**The problem:** Please repeat the listing below in its entirety, exactly.

**Information provided:**
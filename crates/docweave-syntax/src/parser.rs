//! Python parser adapter
//!
//! Wraps tree-sitter-python and converts its concrete syntax tree into a
//! [`SyntaxTree`]. Input that needed error recovery is rejected, and so is
//! input whose statements are not aligned the way Python requires (the
//! grammar recovers from a bad dedent without leaving an error node).

use crate::error::ParseError;
use crate::kind::NodeKind;
use crate::text::leading_whitespace;
use crate::tree::{NodeId, Position, SyntaxTree};

/// Reusable Python parser
///
/// A parser holds mutable tree-sitter state, so each thread needs its own.
pub struct PythonParser {
    inner: tree_sitter::Parser,
}

impl std::fmt::Debug for PythonParser {
    fn fmt(&self, f: &mut std::fmt::Formatter<'_>) -> std::fmt::Result {
        f.debug_struct("PythonParser").finish_non_exhaustive()
    }
}

impl PythonParser {
    /// Create parser with the Python grammar loaded
    ///
    /// # Errors
    /// Returns `ParseError::ParserInit` if the grammar ABI is incompatible
    pub fn new() -> Result<Self, ParseError> {
        let mut inner = tree_sitter::Parser::new();
        inner
            .set_language(&tree_sitter_python::LANGUAGE.into())
            .map_err(|e| ParseError::ParserInit(e.to_string()))?;
        Ok(Self { inner })
    }

    /// Parse source into a structural tree
    ///
    /// # Errors
    /// Returns `ParseError::SyntaxError` at the first offending position
    pub fn parse(&mut self, source: &str) -> Result<SyntaxTree, ParseError> {
        if let Some(position) = unexpected_indent(source) {
            return Err(ParseError::syntax_error(position, "unexpected indent"));
        }

        let tree = self
            .inner
            .parse(source, None)
            .ok_or(ParseError::ParseFailed)?;

        let root = tree.root_node();
        if root.has_error() {
            return Err(first_error(root));
        }

        let syntax = SyntaxTree::from_ts(&tree, source);
        check_indentation(&syntax)?;
        Ok(syntax)
    }
}

/// Parse with a throwaway parser
///
/// # Errors
/// See [`PythonParser::parse`]
pub fn parse(source: &str) -> Result<SyntaxTree, ParseError> {
    PythonParser::new()?.parse(source)
}

/// The first statement line of a module must not be indented
fn unexpected_indent(source: &str) -> Option<Position> {
    source
        .lines()
        .enumerate()
        .find(|(_, line)| {
            let trimmed = line.trim_start();
            !trimmed.is_empty() && !trimmed.starts_with('#')
        })
        .and_then(|(index, line)| {
            let indent = line.len() - line.trim_start().len();
            (indent > 0).then_some(Position {
                line: index + 1,
                column: 1,
            })
        })
}

/// Every statement opening a line must sit at its container's column
///
/// Module statements belong at column 1. A block's statements share the
/// column of its first line-opening statement, which must lie right of the
/// construct owning the block.
fn check_indentation(tree: &SyntaxTree) -> Result<(), ParseError> {
    for container in tree.pre_order() {
        let mut expected = match tree.kind(container) {
            NodeKind::Module => Some(1),
            NodeKind::Block => None,
            _ => continue,
        };
        let owner_column = tree
            .parent(container)
            .map_or(0, |owner| tree.node(owner).start().column);

        let mut previous_line = None;
        for statement in tree.statements(container) {
            let node = tree.node(statement);
            if !opens_line(tree, statement) {
                previous_line = Some(node.last_line());
                continue;
            }
            let start = node.start();
            match expected {
                None if start.column <= owner_column => {
                    return Err(ParseError::syntax_error(start, "expected an indented block"));
                }
                None => expected = Some(start.column),
                Some(column) if column == start.column => {}
                Some(column) => {
                    let after_deeper_line = previous_line
                        .is_some_and(|line| line_indent(tree.source(), line) + 1 > start.column);
                    let message = if start.column > column && !after_deeper_line {
                        "unexpected indent"
                    } else {
                        "unindent does not match any outer indentation level"
                    };
                    return Err(ParseError::syntax_error(start, message));
                }
            }
            previous_line = Some(node.last_line());
        }
    }
    Ok(())
}

/// Nothing but indentation precedes the node on its line
fn opens_line(tree: &SyntaxTree, id: NodeId) -> bool {
    let source = tree.source();
    let offset = tree.node(id).byte_range().start;
    let line_start = source[..offset].rfind('\n').map_or(0, |index| index + 1);
    let before = &source[line_start..offset];
    leading_whitespace(before).len() == before.len()
}

fn line_indent(source: &str, line: usize) -> usize {
    source
        .lines()
        .nth(line.saturating_sub(1))
        .map_or(0, |text| leading_whitespace(text).len())
}

fn first_error(root: tree_sitter::Node<'_>) -> ParseError {
    let mut cursor = root.walk();
    let mut pending = vec![root];

    while let Some(node) = pending.pop() {
        if node.is_missing() {
            return ParseError::syntax_error(
                Position::from_point(node.start_position()),
                format!("missing `{}`", node.kind()),
            );
        }
        if node.is_error() {
            return ParseError::syntax_error(
                Position::from_point(node.start_position()),
                "invalid syntax",
            );
        }
        let children: Vec<_> = node
            .children(&mut cursor)
            .filter(tree_sitter::Node::has_error)
            .collect();
        pending.extend(children.into_iter().rev());
    }

    ParseError::syntax_error(Position::from_point(root.start_position()), "invalid syntax")
}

**Response area:**
filename crates/docweave-syntax/src/parser.rs
//! Python parser adapter
//!
//! Wraps tree-sitter-python and converts its concrete syntax tree into a
//! [`SyntaxTree`]. Input that needed error recovery is rejected, and so is
//! input whose statements are not aligned the way Python requires (the
//! grammar recovers from a bad dedent without leaving an error node).

use crate::error::ParseError;
use crate::kind::NodeKind;
use crate::text::leading_whitespace;
use crate::tree::{NodeId, Position, SyntaxTree};

/// Reusable Python parser
///
/// A parser holds mutable tree-sitter state, so each thread needs its own.
pub struct PythonParser {
    inner: tree_sitter::Parser,
}

impl std::fmt::Debug for PythonParser {
    fn fmt(&self, f: &mut std::fmt::Formatter<'_>) -> std::fmt::Result {
        f.debug_struct("PythonParser").finish_non_exhaustive()
    }
}

impl PythonParser {
    /// Create parser with the Python grammar loaded
    ///
    /// # Errors
    /// Returns `ParseError::ParserInit` if the grammar ABI is incompatible
    pub fn new() -> Result<Self, ParseError> {
        let mut inner = tree_sitter::Parser::new();
        inner
            .set_language(&tree_sitter_python::LANGUAGE.into())
            .map_err(|e| ParseError::ParserInit(e.to_string()))?;
        Ok(Self { inner })
    }

    /// Parse source into a structural tree
    ///
    /// # Errors
    /// Returns `ParseError::SyntaxError` at the first offending position
    pub fn parse(&mut self, source: &str) -> Result<SyntaxTree, ParseError> {
        if let Some(position) = unexpected_indent(source) {
            return Err(ParseError::syntax_error(position, "unexpected indent"));
        }

        let tree = self
            .inner
            .parse(source, None)
            .ok_or(ParseError::ParseFailed)?;

        let root = tree.root_node();
        if root.has_error() {
            return Err(first_error(root));
        }

        let syntax = SyntaxTree::from_ts(&tree, source);
        check_indentation(&syntax)?;
        Ok(syntax)
    }
}

/// Parse with a throwaway parser
///
/// # Errors
/// See [`PythonParser::parse`]
pub fn parse(source: &str) -> Result<SyntaxTree, ParseError> {
    PythonParser::new()?.parse(source)
}

/// The first statement line of a module must not be indented
fn unexpected_indent(source: &str) -> Option<Position> {
    source
        .lines()
        .enumerate()
        .find(|(_, line)| {
            let trimmed = line.trim_start();
            !trimmed.is_empty() && !trimmed.starts_with('#')
        })
        .and_then(|(index, line)| {
            let indent = line.len() - line.trim_start().len();
            (indent > 0).then_some(Position {
                line: index + 1,
                column: 1,
            })
        })
}

/// Every statement opening a line must sit at its container's column
///
/// Module statements belong at column 1. A block's statements share the
/// column of its first line-opening statement, which must lie right of the
/// construct owning the block.
fn check_indentation(tree: &SyntaxTree) -> Result<(), ParseError> {
    for container in tree.pre_order() {
        let mut expected = match tree.kind(container) {
            NodeKind::Module => Some(1),
            NodeKind::Block => None,
            _ => continue,
        };
        let owner_column = tree
            .parent(container)
            .map_or(0, |owner| tree.node(owner).start().column);

        let mut previous_line = None;
        for statement in tree.statements(container) {
            let node = tree.node(statement);
            if !opens_line(tree, statement) {
                previous_line = Some(node.last_line());
                continue;
            }
            let start = node.start();
            match expected {
                None if start.column <= owner_column => {
                    return Err(ParseError::syntax_error(start, "expected an indented block"));
                }
                None => expected = Some(start.column),
                Some(column) if column == start.column => {}
                Some(column) => {
                    let after_deeper_line = previous_line
                        .is_some_and(|line| line_indent(tree.source(), line) + 1 > start.column);
                    let message = if start.column > column && !after_deeper_line {
                        "unexpected indent"
                    } else {
                        "unindent does not match any outer indentation level"
                    };
                    return Err(ParseError::syntax_error(start, message));
                }
            }
            previous_line = Some(node.last_line());
        }
    }
    Ok(())
}

/// Nothing but indentation precedes the node on its line
fn opens_line(tree: &SyntaxTree, id: NodeId) -> bool {
    let source = tree.source();
    let offset = tree.node(id).byte_range().start;
    let line_start = source[..offset].rfind('\n').map_or(0, |index| index + 1);
    let before = &source[line_start..offset];
    leading_whitespace(before).len() == before.len()
}

fn line_indent(source: &str, line: usize) -> usize {
    source
        .lines()
        .nth(line.saturating_sub(1))
        .map_or(0, |text| leading_whitespace(text).len())
}

fn first_error(root: tree_sitter::Node<'_>) -> ParseError {
    let mut cursor = root.walk();
    let mut pending = vec![root];

    while let Some(node) = pending.pop() {
        if node.is_missing() {
            return ParseError::syntax_error(
                Position::from_point(node.start_position()),
                format!("missing `{}`", node.kind()),
            );
        }
        if node.is_error() {
            return ParseError::syntax_error(
                Position::from_point(node.start_position()),
                "invalid syntax",
            );
        }
        let children: Vec<_> = node
            .children(&mut cursor)
            .filter(tree_sitter::Node::has_error)
            .collect();
        pending.extend(children.into_iter().rev());
    }

    ParseError::syntax_error(Position::from_point(root.start_position()), "invalid syntax")
}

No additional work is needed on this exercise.